GIVEN DATA START

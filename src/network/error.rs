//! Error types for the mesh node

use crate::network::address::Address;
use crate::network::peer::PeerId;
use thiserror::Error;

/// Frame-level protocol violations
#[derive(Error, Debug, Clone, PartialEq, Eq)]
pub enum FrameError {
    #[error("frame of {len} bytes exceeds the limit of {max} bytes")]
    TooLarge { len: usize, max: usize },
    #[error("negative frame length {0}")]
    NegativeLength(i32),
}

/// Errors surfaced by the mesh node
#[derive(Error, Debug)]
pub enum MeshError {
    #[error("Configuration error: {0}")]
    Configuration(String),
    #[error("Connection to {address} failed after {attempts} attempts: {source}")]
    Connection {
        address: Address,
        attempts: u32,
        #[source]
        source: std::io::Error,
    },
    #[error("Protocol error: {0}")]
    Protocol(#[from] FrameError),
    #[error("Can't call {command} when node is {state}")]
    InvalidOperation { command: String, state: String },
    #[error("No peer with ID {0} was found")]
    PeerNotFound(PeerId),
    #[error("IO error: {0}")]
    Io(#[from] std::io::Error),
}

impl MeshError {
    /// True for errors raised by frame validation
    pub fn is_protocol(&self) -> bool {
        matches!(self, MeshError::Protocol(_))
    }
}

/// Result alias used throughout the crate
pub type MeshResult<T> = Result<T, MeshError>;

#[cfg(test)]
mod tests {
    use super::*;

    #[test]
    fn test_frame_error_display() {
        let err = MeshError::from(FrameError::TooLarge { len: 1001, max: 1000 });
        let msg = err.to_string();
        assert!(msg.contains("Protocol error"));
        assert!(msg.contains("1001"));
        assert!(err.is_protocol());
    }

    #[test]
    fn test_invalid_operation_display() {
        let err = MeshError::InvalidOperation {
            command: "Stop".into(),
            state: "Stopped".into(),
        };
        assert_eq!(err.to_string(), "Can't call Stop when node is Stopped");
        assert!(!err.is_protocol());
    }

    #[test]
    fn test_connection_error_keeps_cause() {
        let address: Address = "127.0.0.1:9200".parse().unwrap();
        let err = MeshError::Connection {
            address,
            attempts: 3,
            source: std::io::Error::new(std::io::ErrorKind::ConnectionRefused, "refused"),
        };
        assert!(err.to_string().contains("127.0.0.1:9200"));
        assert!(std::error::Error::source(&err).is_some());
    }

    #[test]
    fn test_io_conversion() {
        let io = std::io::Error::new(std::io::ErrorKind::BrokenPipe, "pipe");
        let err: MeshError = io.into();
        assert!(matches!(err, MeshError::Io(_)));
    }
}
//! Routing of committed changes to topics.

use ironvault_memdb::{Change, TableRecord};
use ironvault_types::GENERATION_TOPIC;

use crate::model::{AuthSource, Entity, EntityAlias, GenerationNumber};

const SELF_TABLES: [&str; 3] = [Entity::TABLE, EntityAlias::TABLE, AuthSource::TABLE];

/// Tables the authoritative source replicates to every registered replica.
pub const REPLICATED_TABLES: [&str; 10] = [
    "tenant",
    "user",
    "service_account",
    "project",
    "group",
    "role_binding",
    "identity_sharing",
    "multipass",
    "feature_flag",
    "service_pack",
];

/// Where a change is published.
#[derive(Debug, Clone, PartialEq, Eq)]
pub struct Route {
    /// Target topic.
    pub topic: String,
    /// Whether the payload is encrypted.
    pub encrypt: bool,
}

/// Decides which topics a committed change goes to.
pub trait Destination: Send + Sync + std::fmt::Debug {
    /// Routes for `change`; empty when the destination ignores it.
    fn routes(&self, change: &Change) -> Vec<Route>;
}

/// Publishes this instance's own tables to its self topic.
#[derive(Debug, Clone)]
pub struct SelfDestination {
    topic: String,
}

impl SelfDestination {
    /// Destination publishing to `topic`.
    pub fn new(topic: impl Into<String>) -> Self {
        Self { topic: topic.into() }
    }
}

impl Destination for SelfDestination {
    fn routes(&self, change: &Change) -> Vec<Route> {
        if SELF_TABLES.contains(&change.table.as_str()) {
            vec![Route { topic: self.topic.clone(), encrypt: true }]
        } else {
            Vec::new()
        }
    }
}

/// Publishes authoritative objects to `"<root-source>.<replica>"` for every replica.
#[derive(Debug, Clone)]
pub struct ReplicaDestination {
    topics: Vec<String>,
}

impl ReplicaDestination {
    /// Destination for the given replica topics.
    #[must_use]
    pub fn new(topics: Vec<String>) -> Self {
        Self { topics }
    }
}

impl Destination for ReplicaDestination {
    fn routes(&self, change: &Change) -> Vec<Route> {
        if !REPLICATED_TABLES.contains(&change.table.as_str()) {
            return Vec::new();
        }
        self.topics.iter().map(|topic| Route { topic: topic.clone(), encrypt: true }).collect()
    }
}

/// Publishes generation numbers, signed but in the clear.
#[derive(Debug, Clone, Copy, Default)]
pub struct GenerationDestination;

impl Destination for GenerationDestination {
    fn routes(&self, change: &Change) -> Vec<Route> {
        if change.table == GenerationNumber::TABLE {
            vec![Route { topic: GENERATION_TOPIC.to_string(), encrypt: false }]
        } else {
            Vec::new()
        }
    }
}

GIVEN DATA END
GIVEN DATA START

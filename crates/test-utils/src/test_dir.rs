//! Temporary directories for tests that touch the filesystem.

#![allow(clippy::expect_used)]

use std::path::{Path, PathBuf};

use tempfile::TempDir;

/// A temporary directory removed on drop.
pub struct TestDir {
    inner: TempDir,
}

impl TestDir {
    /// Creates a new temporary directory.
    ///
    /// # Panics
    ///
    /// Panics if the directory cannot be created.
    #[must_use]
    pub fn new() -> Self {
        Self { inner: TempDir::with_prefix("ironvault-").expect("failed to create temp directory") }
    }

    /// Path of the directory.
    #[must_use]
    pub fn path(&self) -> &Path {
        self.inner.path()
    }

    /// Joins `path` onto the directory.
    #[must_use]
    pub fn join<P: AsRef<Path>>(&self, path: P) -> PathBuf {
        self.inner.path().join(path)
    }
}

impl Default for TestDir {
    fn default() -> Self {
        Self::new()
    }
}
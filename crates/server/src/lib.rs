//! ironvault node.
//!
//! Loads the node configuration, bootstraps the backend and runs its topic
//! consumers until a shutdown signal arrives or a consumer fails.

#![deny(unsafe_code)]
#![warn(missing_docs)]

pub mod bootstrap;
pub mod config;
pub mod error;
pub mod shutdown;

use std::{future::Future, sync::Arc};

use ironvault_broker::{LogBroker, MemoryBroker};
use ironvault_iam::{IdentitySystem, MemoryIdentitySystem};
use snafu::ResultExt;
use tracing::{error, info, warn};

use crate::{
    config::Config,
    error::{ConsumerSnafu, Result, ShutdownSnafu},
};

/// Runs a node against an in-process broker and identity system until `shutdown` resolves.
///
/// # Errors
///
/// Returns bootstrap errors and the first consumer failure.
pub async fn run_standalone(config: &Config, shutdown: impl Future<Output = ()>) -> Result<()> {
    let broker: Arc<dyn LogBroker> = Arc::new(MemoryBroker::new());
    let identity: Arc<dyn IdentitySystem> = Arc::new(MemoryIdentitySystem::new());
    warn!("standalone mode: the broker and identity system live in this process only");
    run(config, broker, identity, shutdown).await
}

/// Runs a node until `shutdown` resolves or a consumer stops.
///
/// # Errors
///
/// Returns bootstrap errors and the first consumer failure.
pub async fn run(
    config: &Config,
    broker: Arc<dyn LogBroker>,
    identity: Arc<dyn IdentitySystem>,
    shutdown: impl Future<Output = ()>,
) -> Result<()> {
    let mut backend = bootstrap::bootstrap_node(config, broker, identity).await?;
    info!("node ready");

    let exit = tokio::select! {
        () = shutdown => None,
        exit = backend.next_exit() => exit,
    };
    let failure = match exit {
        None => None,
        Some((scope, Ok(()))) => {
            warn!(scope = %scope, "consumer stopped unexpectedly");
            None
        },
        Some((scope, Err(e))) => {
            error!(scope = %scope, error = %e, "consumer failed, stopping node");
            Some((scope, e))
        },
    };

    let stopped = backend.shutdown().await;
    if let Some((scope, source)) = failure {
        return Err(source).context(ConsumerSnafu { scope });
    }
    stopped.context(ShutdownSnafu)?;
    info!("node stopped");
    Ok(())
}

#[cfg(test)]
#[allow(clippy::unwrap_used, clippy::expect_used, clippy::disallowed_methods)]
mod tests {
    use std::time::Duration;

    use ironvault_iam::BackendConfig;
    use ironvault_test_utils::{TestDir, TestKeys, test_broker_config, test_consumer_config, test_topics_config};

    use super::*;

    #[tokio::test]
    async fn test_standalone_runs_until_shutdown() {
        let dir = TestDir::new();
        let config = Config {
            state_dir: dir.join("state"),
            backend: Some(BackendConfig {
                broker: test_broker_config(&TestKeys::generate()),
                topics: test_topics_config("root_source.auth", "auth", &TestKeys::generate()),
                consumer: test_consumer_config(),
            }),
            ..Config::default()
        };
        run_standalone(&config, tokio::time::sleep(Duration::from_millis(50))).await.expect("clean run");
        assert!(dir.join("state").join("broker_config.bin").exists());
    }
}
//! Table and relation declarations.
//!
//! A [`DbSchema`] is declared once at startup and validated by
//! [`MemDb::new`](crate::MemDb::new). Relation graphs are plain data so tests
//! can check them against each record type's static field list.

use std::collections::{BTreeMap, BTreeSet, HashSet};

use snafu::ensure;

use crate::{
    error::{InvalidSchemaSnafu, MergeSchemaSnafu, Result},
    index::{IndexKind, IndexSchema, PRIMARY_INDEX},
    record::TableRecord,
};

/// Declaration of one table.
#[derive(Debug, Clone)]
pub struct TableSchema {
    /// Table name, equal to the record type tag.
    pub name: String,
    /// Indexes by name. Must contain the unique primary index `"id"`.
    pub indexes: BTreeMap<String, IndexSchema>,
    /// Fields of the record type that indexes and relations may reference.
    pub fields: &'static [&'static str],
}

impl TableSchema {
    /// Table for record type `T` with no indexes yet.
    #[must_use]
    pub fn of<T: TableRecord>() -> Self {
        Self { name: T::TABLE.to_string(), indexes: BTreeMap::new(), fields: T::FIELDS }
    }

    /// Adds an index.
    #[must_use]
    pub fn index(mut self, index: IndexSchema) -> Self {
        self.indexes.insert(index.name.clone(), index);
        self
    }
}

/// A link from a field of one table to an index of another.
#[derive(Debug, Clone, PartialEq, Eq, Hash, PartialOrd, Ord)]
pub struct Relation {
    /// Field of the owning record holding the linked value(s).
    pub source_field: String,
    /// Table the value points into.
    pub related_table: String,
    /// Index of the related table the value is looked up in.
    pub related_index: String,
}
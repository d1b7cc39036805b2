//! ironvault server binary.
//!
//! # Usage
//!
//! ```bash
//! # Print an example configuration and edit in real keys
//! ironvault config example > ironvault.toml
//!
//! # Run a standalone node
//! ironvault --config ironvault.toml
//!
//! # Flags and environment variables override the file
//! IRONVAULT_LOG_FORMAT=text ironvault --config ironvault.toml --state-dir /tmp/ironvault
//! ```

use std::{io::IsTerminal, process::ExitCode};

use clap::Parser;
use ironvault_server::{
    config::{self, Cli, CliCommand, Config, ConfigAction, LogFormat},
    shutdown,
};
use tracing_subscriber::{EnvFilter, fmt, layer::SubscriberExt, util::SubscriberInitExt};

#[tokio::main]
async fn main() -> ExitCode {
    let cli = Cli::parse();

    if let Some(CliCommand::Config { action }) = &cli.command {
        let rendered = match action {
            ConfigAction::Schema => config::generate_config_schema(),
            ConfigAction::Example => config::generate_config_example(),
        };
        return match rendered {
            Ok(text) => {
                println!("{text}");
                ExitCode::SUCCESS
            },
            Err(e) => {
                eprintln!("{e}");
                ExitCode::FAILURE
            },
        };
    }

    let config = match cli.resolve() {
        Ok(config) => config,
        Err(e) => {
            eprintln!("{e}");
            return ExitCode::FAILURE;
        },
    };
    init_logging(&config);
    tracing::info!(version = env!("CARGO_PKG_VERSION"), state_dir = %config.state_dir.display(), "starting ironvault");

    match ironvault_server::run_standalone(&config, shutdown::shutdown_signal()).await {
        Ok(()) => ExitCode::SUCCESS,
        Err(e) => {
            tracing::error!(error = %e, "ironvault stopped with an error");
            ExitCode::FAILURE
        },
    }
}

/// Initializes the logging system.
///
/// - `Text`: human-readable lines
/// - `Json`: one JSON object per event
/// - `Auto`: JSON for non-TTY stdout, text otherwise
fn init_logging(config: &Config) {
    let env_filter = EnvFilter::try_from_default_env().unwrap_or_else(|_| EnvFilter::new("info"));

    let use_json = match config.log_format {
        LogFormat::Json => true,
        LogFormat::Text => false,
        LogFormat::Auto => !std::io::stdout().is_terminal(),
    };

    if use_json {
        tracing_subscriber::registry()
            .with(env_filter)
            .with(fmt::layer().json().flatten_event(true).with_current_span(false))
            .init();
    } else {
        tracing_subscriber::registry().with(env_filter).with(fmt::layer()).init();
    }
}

GIVEN DATA END
GIVEN DATA START

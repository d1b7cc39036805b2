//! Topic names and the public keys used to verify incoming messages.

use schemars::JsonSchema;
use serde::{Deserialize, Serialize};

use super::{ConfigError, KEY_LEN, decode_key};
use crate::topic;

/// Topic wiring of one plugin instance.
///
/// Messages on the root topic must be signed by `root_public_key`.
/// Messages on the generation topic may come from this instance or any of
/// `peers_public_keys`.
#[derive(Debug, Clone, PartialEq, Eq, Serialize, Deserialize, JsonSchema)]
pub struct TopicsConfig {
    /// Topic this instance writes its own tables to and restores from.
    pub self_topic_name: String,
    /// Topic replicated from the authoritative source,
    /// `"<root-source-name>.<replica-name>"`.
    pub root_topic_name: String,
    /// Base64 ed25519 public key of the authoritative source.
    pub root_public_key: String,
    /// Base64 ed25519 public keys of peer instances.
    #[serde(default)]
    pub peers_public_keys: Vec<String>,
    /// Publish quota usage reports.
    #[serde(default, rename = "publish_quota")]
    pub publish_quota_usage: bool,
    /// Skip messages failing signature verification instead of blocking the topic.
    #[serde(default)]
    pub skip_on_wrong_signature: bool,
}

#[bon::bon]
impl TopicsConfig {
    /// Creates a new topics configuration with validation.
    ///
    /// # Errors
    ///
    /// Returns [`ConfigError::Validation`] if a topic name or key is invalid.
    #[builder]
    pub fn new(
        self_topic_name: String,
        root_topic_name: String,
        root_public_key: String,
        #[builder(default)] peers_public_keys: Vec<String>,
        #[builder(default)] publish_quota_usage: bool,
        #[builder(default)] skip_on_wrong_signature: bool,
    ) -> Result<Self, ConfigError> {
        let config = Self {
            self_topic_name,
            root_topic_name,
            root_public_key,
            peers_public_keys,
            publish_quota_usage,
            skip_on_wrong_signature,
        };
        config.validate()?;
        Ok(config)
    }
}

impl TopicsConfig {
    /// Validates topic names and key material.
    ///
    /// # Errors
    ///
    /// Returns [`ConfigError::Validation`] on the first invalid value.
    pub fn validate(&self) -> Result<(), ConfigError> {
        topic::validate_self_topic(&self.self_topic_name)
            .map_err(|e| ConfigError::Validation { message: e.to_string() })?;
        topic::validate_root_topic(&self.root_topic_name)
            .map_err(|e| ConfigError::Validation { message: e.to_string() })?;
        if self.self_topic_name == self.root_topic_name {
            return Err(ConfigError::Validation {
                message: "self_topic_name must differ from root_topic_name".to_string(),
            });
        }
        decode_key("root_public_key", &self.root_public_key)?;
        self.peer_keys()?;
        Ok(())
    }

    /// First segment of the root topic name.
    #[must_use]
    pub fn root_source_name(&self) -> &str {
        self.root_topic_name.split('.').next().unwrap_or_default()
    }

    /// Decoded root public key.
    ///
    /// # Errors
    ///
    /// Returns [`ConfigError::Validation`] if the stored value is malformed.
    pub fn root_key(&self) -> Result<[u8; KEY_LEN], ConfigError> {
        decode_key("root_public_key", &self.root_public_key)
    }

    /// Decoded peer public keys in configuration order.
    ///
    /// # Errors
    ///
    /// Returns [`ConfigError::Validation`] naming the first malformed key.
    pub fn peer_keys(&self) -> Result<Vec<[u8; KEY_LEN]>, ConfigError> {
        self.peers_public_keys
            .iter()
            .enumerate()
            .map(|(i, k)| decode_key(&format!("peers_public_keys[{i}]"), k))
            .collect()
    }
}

GIVEN DATA END

▸ **WHAT IS NEEDED**: Could you reproduce, exactly, every line above from the line with "filename src/network/error.rs" to the line with "let err = MeshError::Connection", and no other line? Both ends count.

▸ **RESULT OF THE TASK**:
filename src/network/error.rs
//! Error types for the mesh node

use crate::network::address::Address;
use crate::network::peer::PeerId;
use thiserror::Error;

/// Frame-level protocol violations
#[derive(Error, Debug, Clone, PartialEq, Eq)]
pub enum FrameError {
    #[error("frame of {len} bytes exceeds the limit of {max} bytes")]
    TooLarge { len: usize, max: usize },
    #[error("negative frame length {0}")]
    NegativeLength(i32),
}

/// Errors surfaced by the mesh node
#[derive(Error, Debug)]
pub enum MeshError {
    #[error("Configuration error: {0}")]
    Configuration(String),
    #[error("Connection to {address} failed after {attempts} attempts: {source}")]
    Connection {
        address: Address,
        attempts: u32,
        #[source]
        source: std::io::Error,
    },
    #[error("Protocol error: {0}")]
    Protocol(#[from] FrameError),
    #[error("Can't call {command} when node is {state}")]
    InvalidOperation { command: String, state: String },
    #[error("No peer with ID {0} was found")]
    PeerNotFound(PeerId),
    #[error("IO error: {0}")]
    Io(#[from] std::io::Error),
}

impl MeshError {
    /// True for errors raised by frame validation
    pub fn is_protocol(&self) -> bool {
        matches!(self, MeshError::Protocol(_))
    }
}

/// Result alias used throughout the crate
pub type MeshResult<T> = Result<T, MeshError>;

#[cfg(test)]
mod tests {
    use super::*;

    #[test]
    fn test_frame_error_display() {
        let err = MeshError::from(FrameError::TooLarge { len: 1001, max: 1000 });
        let msg = err.to_string();
        assert!(msg.contains("Protocol error"));
        assert!(msg.contains("1001"));
        assert!(err.is_protocol());
    }

    #[test]
    fn test_invalid_operation_display() {
        let err = MeshError::InvalidOperation {
            command: "Stop".into(),
            state: "Stopped".into(),
        };
        assert_eq!(err.to_string(), "Can't call Stop when node is Stopped");
        assert!(!err.is_protocol());
    }

    #[test]
    fn test_connection_error_keeps_cause() {
        let address: Address = "127.0.0.1:9200".parse().unwrap();
        let err = MeshError::Connection {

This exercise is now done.